*Problem details*:
Repeat the material in full. Keep every line exactly as it is.

------ Data for the task

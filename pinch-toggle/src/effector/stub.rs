//! Keyboard stub, used when the `keyboard` feature is not enabled.
//!
//! Keeps `--effector keyboard` accepted on builds without native input
//! support; every fire is logged instead of injected.

use tracing::{info, warn};

use super::{ActionEffector, KeySpec};

/// Stub keyboard effector when native injection is not compiled in.
pub struct KeyboardEffector {
    key: KeySpec,
}

impl KeyboardEffector {
    pub fn new(key: KeySpec) -> anyhow::Result<Self> {
        warn!("Native keyboard injection disabled (compiled without 'keyboard' feature), logging only");
        Ok(Self { key })
    }
}

impl ActionEffector for KeyboardEffector {
    fn name(&self) -> &'static str {
        "keyboard-stub"
    }

    fn fire(&mut self) {
        info!("Pinch: {} (keyboard stub)", self.key.keysym_name());
    }
}

#[cfg(test)]
mod tests {
    use super::*;

    #[test]
    fn test_stub_fires_without_failures() {
        let mut effector = KeyboardEffector::new(KeySpec::Space).unwrap();
        effector.fire();
        assert_eq!(effector.failures(), 0);
        assert_eq!(effector.name(), "keyboard-stub");
    }
}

------------

*Task output*:
filename pinch-toggle/src/effector/stub.rs
//! Keyboard stub, used when the `keyboard` feature is not enabled.
//!
//! Keeps `--effector keyboard` accepted on builds without native input
//! support; every fire is logged instead of injected.

use tracing::{info, warn};

use super::{ActionEffector, KeySpec};

/// Stub keyboard effector when native injection is not compiled in.
pub struct KeyboardEffector {
    key: KeySpec,
}

impl KeyboardEffector {
    pub fn new(key: KeySpec) -> anyhow::Result<Self> {
        warn!("Native keyboard injection disabled (compiled without 'keyboard' feature), logging only");
        Ok(Self { key })
    }
}

impl ActionEffector for KeyboardEffector {
    fn name(&self) -> &'static str {
        "keyboard-stub"
    }

    fn fire(&mut self) {
        info!("Pinch: {} (keyboard stub)", self.key.keysym_name());
    }
}

#[cfg(test)]
mod tests {
    use super::*;

    #[test]
    fn test_stub_fires_without_failures() {
        let mut effector = KeyboardEffector::new(KeySpec::Space).unwrap();
        effector.fire();
        assert_eq!(effector.failures(), 0);
        assert_eq!(effector.name(), "keyboard-stub");
    }
}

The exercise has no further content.